Tourism stakeholders are warning that the current surge in gun crime poses a threat to the island’s number one foreign exchange-earning industry, while political leaders have urged Government to seek and attack the root cause of the spike.
The caution and advice came on the same day police responded to two more shootings that resulted in one death and five injuries, and a day before Attorney General Dale Marshall was scheduled to address the crime situation.
Speaking against the backdrop of frequent incidents of gunplay in recent weeks, chairman of the Barbados Hotel and Tourism Association (BHTA) Renee Coppin expressed concern about the damage the spate of violence could inflict on this country’s global reputation as a safe destination.
“We are a destination which has safety as one of its brand planks, so any increase in crime is a threat to our industry which is already struggling to recover from the crippling effects of the [COVID-19] pandemic,” she told Barbados TODAY on Thursday evening.
“The BHTA, like all other members of society, is concerned about the implications of any increase in violent crime on, first and foremost, the citizens of Barbados and [also] the stability of our country.”
The tourism and hospitality industry leader said her association would back the efforts of law enforcement in ensuring that Barbados continues to be a safe and civil place for everyone to enjoy.
“The integrated nature of Barbados’ tourism product means that we want to ensure that our country is free from the scourge of gun violence, and we are committed to doing whatever is possible to support our communities and our police service in combating this recent upsurge,” Coppin assured.
The leaders of two of the island’s political parties also weighed in on the current situation, suggesting a collaborative approach to beating back crime.
President of the Democratic Labour Party (DLP) Dr Ronnie Yearwood said his organisation was willing to work with the current administration to find a meaningful solution to the crime problem.
“We have called before on the Government, as a matter of urgency, to get together with us as a political party in a bi-partisan approach to get interested parties together and let us devise a clear action plan, because this requires not just talk but it requires action,” he told Barbados TODAY.

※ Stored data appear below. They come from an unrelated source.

use util::rubric::{LengthUnit, Rule, RuleKind};

use super::text::{char_count, word_count};
use crate::error::MarkerError;
use crate::traits::evaluator::{EvaluationContext, RuleEvaluator, kind_mismatch};
use crate::types::ScoreOutcome;

/// Full points when the answer's length falls within the configured bounds.
pub struct LengthEvaluator;

fn unit_name(unit: LengthUnit) -> &'static str {
    match unit {
        LengthUnit::Characters => "characters",
        LengthUnit::Words => "words",
    }
}

fn bound(value: Option<usize>) -> String {
    value.map_or_else(|| "-".to_string(), |v| v.to_string())
}

impl RuleEvaluator for LengthEvaluator {
    fn kind(&self) -> RuleKind {
        RuleKind::Length
    }

    fn validate(&self, rule: &Rule) -> Result<(), MarkerError> {
        let Rule::Length(cfg) = rule else {
            return Err(kind_mismatch(rule, self.kind()));
        };
        match (cfg.min_length, cfg.max_length) {
            (None, None) => Err(MarkerError::invalid_rule(
                rule.label(),
                "at least one of min_length or max_length is required",
            )),
            (Some(min), Some(max)) if min > max => Err(MarkerError::invalid_rule(
                rule.label(),
                format!("min_length {min} exceeds max_length {max}"),
            )),
            _ => Ok(()),
        }
    }

    fn evaluate(&self, rule: &Rule, ctx: &EvaluationContext<'_>) -> Result<ScoreOutcome, MarkerError> {
        let Rule::Length(cfg) = rule else {
            return Err(kind_mismatch(rule, self.kind()));
        };

        let answer = ctx.answer(&cfg.question_id);
        let count = match cfg.mode {
            LengthUnit::Characters => char_count(answer),
            LengthUnit::Words => word_count(answer),
        };
        let unit = unit_name(cfg.mode);
        let expected = format!("{}..{} {unit}", bound(cfg.min_length), bound(cfg.max_length));

        let mut violations = Vec::new();
        if let Some(min) = cfg.min_length.filter(|min| count < *min) {
            violations.push(format!("fewer than {min} {unit}"));
        }
        if let Some(max) = cfg.max_length.filter(|max| count > *max) {
            violations.push(format!("more than {max} {unit}"));
        }

        let outcome = ScoreOutcome::for_rule(rule, cfg.max_points)
            .with_student_answer(answer)
            .with_correct_answer(format!("Length within {expected}"));

        Ok(if violations.is_empty() {
            outcome
                .award(cfg.max_points)
                .with_feedback(format!("Length constraints met (actual: {count}, expected: {expected})"))
        } else {
            outcome.with_feedback(format!(
                "Length constraints violated: {} (actual: {count})",
                violations.join("; ")
            ))
        })
    }
}

#[cfg(test)]
mod tests {
    use super::*;
    use crate::evaluators::test_support::grade;
    use util::rubric::LengthRule;

    fn rule(min: Option<usize>, max: Option<usize>, mode: LengthUnit) -> Rule {
        Rule::Length(LengthRule {
            question_id: "Q1".into(),
            max_points: 2.0,
            min_length: min,
            max_length: max,
            mode,
            description: None,
        })
    }

    #[test]
    fn counts_words() {
        let r = rule(Some(3), Some(5), LengthUnit::Words);
        assert_eq!(grade(&r, &[("Q1", "one two three")]).points_awarded, 2.0);
        let short = grade(&r, &[("Q1", "one two")]);
        assert_eq!(short.points_awarded, 0.0);
        assert_eq!(
            short.feedback,
            "Length constraints violated: fewer than 3 words (actual: 2)"
        );
    }

    #[test]
    fn counts_characters() {
        let r = rule(None, Some(5), LengthUnit::Characters);
        assert_eq!(grade(&r, &[("Q1", "héllo")]).points_awarded, 2.0);
        assert_eq!(grade(&r, &[("Q1", "hello!")]).points_awarded, 0.0);
    }

    #[test]
    fn bounds_are_validated() {
        assert!(LengthEvaluator.validate(&rule(None, None, LengthUnit::Words)).is_err());
        assert!(LengthEvaluator.validate(&rule(Some(4), Some(2), LengthUnit::Words)).is_err());
        assert!(LengthEvaluator.validate(&rule(Some(2), None, LengthUnit::Words)).is_ok());
    }
}
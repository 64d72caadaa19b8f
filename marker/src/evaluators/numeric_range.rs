use util::rubric::{NumericRangeRule, Rule, RuleKind};

use crate::error::MarkerError;
use crate::traits::evaluator::{EvaluationContext, RuleEvaluator, kind_mismatch};
use crate::types::{FailureKind, ScoreOutcome};

/// Full points when the answer parses to a number inside `[min_value, max_value]`.
pub struct NumericRangeEvaluator;

fn format_range(cfg: &NumericRangeRule) -> String {
    format!("[{}, {}]", cfg.min_value, cfg.max_value)
}

/// Parses a numeric answer, ignoring thousands separators.
fn parse_number(answer: &str) -> Option<f64> {
    let cleaned: String = answer.chars().filter(|c| *c != ',').collect();
    cleaned.parse::<f64>().ok().filter(|v| !v.is_nan())
}

impl RuleEvaluator for NumericRangeEvaluator {
    fn kind(&self) -> RuleKind {
        RuleKind::NumericRange
    }

    fn validate(&self, rule: &Rule) -> Result<(), MarkerError> {
        let Rule::NumericRange(cfg) = rule else {
            return Err(kind_mismatch(rule, self.kind()));
        };
        if cfg.min_value.is_nan() || cfg.max_value.is_nan() || cfg.min_value > cfg.max_value {
            return Err(MarkerError::invalid_rule(
                rule.label(),
                format!("min_value {} exceeds max_value {}", cfg.min_value, cfg.max_value),
            ));
        }
        Ok(())
    }

    fn evaluate(&self, rule: &Rule, ctx: &EvaluationContext<'_>) -> Result<ScoreOutcome, MarkerError> {
        let Rule::NumericRange(cfg) = rule else {
            return Err(kind_mismatch(rule, self.kind()));
        };

        let answer = ctx.answer(&cfg.question_id).trim();
        let range = format_range(cfg);

        if answer.is_empty() {
            return Ok(ScoreOutcome::failed(rule, FailureKind::EvaluationError, "No answer provided")
                .with_student_answer(answer)
                .with_correct_answer(range));
        }

        let Some(value) = parse_number(answer) else {
            return Ok(
                ScoreOutcome::failed(rule, FailureKind::EvaluationError, "Invalid numeric value")
                    .with_student_answer(answer)
                    .with_correct_answer(range),
            );
        };

        let outcome = ScoreOutcome::for_rule(rule, cfg.max_points)
            .with_student_answer(answer)
            .with_correct_answer(range.clone());

        Ok(if value < cfg.min_value {
            outcome.with_feedback(format!(
                "Below minimum (difference: {:.2})",
                cfg.min_value - value
            ))
        } else if value > cfg.max_value {
            outcome.with_feedback(format!(
                "Above maximum (difference: {:.2})",
                value - cfg.max_value
            ))
        } else {
            outcome
                .award(cfg.max_points)
                .with_feedback(format!("Within acceptable range {range}"))
        })
    }
}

“The reality is, a lot of this crime is connected to a lack of opportunities . . . . When people feel there are no chances for them, the reality is crime becomes an outlet and it becomes their opportunity.”
Yearwood also suggested that crime also stems from unfulfilled dreams and a crisis that exists especially among young men that they cannot achieve the things they have been promised.
“There is a sense of hopelessness which has manifested itself across the country, especially in our young people. You can see the outlets and you can see that happening, especially with our young men, and there has to be some form of urgent intervention,” he argued.
“Yes, we can be tough on crime and you want to have policing – that’s a big part of the response – but you also have to recognise that you have to address the causes of crime.”
Leader of the Alliance Party for Progress (APP) Bishop Joseph Atherley also made a case for the authorities to get to the root of the ongoing crime and violence.
The former Opposition Leader is seeking to organise a summit of religious leaders to try to come up with answers.
“I have begun to make some overtures to some church leaders to see if I can pull together a church leaders’ forum to dialogue on this business of violence and crime in Barbados, especially gun-related crime,” he said.
“I am going to lead the effort as a church person, instead as a politician, because we can’t politicise this business of crime. But we cannot refrain from saying the Government has to be more forceful, more robust, clearer, in terms of strategy, to defeat crime in Barbados.”
Bishop Atherley further charged that while the perpetrators of these shootings are mainly black, working-class young men, they were not the ones bringing in the illegal weapons used in their crimes.
“They don’t have the connection, they don’t have the wherewithal to do these things successfully. . . . The police in Barbados must have the capacity to know, to some extent, what is going on. But the question is, if they know, why isn’t anything being done about that?” the APP leader questioned.
Between May 31 and Thursday, Barbados recorded no fewer than 13 shooting incidents resulting in about five deaths.